__Supplied data__.
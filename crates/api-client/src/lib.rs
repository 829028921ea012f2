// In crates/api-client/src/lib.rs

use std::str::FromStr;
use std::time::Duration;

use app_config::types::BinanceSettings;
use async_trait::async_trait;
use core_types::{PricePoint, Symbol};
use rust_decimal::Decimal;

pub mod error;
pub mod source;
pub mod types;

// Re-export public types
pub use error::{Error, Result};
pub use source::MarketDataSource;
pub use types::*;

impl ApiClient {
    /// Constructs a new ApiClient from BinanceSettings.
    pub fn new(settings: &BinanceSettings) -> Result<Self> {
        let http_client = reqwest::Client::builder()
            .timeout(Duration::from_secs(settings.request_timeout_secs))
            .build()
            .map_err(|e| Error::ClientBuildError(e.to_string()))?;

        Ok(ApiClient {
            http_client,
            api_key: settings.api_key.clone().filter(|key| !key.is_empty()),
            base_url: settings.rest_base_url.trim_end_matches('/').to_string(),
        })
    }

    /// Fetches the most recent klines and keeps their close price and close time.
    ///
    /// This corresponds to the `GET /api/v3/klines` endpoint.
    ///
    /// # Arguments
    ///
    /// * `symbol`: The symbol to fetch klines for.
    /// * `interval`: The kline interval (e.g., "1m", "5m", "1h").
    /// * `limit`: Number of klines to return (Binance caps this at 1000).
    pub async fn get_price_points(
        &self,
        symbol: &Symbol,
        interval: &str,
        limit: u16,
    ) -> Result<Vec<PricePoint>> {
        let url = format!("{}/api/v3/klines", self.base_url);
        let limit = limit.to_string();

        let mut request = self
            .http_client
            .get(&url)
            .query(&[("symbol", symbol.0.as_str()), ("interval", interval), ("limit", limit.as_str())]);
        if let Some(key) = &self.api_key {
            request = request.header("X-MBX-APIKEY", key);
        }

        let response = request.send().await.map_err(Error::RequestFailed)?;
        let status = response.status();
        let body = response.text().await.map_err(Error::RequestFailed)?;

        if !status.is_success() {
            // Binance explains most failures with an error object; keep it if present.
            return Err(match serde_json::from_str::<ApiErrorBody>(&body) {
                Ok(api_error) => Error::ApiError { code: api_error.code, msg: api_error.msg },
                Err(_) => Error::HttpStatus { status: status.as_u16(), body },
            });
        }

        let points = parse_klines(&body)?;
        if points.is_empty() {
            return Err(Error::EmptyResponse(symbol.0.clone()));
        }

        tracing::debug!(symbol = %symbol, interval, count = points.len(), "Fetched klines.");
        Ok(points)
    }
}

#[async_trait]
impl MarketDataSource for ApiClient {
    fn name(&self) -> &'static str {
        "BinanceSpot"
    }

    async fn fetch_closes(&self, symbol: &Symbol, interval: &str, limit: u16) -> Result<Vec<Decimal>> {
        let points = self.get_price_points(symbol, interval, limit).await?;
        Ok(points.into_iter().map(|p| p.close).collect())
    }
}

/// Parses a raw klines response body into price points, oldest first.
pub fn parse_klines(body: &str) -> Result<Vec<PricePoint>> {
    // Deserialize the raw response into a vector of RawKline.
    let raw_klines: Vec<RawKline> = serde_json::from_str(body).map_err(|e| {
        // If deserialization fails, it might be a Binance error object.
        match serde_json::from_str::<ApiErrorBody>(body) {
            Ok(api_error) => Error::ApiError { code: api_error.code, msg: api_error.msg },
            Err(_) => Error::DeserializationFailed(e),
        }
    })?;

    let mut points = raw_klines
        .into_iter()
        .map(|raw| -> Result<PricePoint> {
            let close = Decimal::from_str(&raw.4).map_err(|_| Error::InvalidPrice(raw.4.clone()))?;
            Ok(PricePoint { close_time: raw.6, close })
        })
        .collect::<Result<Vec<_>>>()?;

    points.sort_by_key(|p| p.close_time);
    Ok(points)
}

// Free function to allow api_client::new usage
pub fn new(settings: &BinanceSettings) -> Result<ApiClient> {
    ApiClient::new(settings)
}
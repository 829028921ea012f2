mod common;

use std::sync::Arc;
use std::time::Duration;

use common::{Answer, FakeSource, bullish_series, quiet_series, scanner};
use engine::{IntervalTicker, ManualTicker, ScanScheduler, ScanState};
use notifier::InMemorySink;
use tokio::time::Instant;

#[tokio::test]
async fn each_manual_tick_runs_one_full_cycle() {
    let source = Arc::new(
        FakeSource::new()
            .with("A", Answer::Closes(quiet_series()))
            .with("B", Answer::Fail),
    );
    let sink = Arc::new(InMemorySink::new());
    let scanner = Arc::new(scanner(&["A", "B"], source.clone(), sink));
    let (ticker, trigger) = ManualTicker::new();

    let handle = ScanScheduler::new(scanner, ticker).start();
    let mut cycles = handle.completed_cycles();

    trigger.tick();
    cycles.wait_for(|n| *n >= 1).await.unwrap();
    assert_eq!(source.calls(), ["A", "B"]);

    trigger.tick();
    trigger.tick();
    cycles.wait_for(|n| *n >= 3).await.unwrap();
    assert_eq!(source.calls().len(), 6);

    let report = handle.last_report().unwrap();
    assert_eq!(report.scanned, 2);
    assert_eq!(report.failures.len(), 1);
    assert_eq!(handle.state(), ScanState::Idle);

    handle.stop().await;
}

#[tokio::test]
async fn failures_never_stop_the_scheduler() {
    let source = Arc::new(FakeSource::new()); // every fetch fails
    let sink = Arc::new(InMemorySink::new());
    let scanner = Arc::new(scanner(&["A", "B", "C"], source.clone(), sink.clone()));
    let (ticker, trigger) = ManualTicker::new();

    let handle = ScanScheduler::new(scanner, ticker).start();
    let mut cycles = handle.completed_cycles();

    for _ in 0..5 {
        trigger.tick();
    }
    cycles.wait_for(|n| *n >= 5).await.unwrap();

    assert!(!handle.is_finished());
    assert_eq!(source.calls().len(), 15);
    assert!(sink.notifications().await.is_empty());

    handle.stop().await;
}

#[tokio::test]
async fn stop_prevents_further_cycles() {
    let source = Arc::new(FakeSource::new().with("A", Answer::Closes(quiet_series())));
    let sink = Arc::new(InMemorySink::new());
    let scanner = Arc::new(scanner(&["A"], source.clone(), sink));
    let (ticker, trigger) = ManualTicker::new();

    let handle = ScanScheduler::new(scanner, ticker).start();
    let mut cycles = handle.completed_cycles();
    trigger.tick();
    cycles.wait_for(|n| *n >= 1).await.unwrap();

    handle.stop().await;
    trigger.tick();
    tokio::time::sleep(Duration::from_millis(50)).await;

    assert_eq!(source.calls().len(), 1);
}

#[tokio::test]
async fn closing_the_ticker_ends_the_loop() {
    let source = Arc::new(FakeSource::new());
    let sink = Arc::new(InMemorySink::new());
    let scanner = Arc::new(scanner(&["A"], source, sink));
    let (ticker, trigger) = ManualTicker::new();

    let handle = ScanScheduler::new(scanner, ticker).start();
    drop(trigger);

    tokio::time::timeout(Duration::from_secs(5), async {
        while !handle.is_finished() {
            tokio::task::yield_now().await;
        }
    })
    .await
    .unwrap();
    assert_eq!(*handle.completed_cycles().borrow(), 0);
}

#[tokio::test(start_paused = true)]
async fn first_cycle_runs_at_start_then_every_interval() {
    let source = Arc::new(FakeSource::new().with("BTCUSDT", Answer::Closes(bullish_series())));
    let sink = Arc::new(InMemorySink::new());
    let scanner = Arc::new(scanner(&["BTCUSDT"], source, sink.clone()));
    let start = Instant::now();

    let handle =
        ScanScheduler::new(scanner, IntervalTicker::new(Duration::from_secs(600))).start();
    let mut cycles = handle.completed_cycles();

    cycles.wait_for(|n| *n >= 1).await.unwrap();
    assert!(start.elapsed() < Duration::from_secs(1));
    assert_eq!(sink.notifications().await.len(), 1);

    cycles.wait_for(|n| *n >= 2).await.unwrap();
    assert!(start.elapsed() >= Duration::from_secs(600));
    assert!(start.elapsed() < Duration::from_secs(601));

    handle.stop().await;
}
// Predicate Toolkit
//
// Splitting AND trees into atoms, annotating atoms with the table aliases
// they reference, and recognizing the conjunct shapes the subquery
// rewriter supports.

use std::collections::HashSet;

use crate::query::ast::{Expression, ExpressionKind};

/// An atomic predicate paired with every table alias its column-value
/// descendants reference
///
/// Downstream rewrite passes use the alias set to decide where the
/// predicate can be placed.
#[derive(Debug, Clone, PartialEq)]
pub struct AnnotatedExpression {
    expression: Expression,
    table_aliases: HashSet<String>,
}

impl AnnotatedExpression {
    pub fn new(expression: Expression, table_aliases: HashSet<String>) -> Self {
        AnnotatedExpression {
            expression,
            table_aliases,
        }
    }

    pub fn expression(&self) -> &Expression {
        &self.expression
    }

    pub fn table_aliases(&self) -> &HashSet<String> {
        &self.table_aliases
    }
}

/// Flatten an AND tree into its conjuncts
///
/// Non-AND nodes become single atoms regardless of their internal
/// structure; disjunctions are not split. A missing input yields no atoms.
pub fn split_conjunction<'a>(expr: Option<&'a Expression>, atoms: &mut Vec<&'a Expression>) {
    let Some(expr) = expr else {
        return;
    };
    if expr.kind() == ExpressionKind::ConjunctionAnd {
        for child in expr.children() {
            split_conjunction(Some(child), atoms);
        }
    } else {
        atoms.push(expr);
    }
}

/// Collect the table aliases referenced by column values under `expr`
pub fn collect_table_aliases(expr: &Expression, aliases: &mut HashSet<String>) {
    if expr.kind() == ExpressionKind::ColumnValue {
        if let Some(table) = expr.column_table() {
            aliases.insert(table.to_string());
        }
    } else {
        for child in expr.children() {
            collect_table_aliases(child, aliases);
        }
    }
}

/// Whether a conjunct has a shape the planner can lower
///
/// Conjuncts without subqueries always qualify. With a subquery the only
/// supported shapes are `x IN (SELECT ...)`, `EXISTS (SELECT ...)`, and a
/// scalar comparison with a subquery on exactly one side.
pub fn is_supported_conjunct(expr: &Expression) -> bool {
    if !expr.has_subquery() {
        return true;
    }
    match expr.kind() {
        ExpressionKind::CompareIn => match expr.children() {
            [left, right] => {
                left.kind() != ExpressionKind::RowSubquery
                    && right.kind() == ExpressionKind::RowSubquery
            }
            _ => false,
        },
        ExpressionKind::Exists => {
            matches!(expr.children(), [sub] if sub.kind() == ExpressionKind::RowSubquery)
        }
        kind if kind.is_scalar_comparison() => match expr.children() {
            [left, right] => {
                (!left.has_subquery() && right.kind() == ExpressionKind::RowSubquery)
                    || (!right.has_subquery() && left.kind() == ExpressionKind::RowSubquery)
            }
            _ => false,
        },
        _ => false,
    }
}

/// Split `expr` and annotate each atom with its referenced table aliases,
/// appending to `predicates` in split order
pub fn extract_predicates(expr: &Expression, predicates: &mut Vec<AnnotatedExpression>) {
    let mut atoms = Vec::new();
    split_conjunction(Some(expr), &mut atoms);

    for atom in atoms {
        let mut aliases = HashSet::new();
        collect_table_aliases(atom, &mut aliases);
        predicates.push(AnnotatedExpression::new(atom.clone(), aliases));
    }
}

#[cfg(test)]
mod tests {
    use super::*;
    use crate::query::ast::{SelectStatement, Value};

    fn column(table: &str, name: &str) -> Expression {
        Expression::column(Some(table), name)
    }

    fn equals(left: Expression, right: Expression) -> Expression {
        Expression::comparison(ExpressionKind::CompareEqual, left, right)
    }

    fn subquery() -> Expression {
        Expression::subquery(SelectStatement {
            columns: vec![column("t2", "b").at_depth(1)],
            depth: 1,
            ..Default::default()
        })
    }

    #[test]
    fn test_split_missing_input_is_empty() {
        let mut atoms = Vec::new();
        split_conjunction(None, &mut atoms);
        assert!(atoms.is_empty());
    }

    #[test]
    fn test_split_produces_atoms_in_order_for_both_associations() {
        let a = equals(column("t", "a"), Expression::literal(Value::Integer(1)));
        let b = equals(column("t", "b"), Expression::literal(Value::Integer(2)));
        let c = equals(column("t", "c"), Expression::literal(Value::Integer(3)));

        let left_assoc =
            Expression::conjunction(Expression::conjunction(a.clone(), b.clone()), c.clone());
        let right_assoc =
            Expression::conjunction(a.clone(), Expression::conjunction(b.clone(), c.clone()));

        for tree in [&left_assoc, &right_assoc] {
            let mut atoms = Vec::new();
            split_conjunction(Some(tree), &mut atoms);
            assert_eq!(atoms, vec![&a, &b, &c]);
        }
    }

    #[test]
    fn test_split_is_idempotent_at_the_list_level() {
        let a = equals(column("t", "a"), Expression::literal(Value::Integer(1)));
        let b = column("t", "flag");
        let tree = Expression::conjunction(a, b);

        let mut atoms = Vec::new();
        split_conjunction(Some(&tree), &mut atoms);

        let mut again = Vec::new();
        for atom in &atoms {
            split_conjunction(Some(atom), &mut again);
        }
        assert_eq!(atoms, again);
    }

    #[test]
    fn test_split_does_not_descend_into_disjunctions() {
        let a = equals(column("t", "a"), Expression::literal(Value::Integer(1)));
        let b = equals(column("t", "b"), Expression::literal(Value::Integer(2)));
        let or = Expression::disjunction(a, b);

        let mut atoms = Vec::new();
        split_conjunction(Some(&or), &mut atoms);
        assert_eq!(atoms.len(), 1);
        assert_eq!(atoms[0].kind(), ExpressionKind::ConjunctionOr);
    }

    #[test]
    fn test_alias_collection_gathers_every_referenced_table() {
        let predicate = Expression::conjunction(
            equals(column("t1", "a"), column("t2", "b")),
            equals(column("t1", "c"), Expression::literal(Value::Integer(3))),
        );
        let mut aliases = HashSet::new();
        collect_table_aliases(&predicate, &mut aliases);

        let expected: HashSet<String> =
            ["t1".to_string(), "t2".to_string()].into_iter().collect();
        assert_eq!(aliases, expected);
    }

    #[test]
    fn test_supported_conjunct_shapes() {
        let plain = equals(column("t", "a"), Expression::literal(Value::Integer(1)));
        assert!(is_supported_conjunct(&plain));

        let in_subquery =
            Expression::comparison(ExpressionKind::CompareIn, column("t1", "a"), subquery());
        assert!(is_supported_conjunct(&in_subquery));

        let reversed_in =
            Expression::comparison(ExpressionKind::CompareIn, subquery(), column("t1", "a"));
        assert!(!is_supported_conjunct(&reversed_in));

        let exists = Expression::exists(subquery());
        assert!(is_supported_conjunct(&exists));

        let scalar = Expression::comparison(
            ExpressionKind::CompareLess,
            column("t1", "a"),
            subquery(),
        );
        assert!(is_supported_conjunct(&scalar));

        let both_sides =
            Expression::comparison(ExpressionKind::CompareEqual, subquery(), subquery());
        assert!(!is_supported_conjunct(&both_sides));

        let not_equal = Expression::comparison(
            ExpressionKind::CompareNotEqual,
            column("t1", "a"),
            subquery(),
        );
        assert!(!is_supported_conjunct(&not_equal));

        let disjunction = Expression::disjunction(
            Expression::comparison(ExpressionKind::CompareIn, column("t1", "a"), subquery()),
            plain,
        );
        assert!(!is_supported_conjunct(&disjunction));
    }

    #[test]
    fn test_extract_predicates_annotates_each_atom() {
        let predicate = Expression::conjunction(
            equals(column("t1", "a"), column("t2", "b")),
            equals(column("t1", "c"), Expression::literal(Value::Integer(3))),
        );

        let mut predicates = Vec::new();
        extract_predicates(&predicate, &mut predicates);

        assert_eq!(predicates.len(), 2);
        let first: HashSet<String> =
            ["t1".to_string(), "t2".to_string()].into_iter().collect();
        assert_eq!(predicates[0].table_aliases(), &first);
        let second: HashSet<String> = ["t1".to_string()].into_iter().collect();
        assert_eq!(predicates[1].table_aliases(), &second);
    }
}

__Exercise aim__.
Where does the string "FakeSource" occur in the material? Copy every line where it does.

__Answer for the task__.
use common::{Answer, FakeSource, bullish_series, quiet_series, scanner};
        FakeSource::new()
    let source = Arc::new(FakeSource::new()); // every fetch fails
    let source = Arc::new(FakeSource::new().with("A", Answer::Closes(quiet_series())));
    let source = Arc::new(FakeSource::new());
    let source = Arc::new(FakeSource::new().with("BTCUSDT", Answer::Closes(bullish_series())));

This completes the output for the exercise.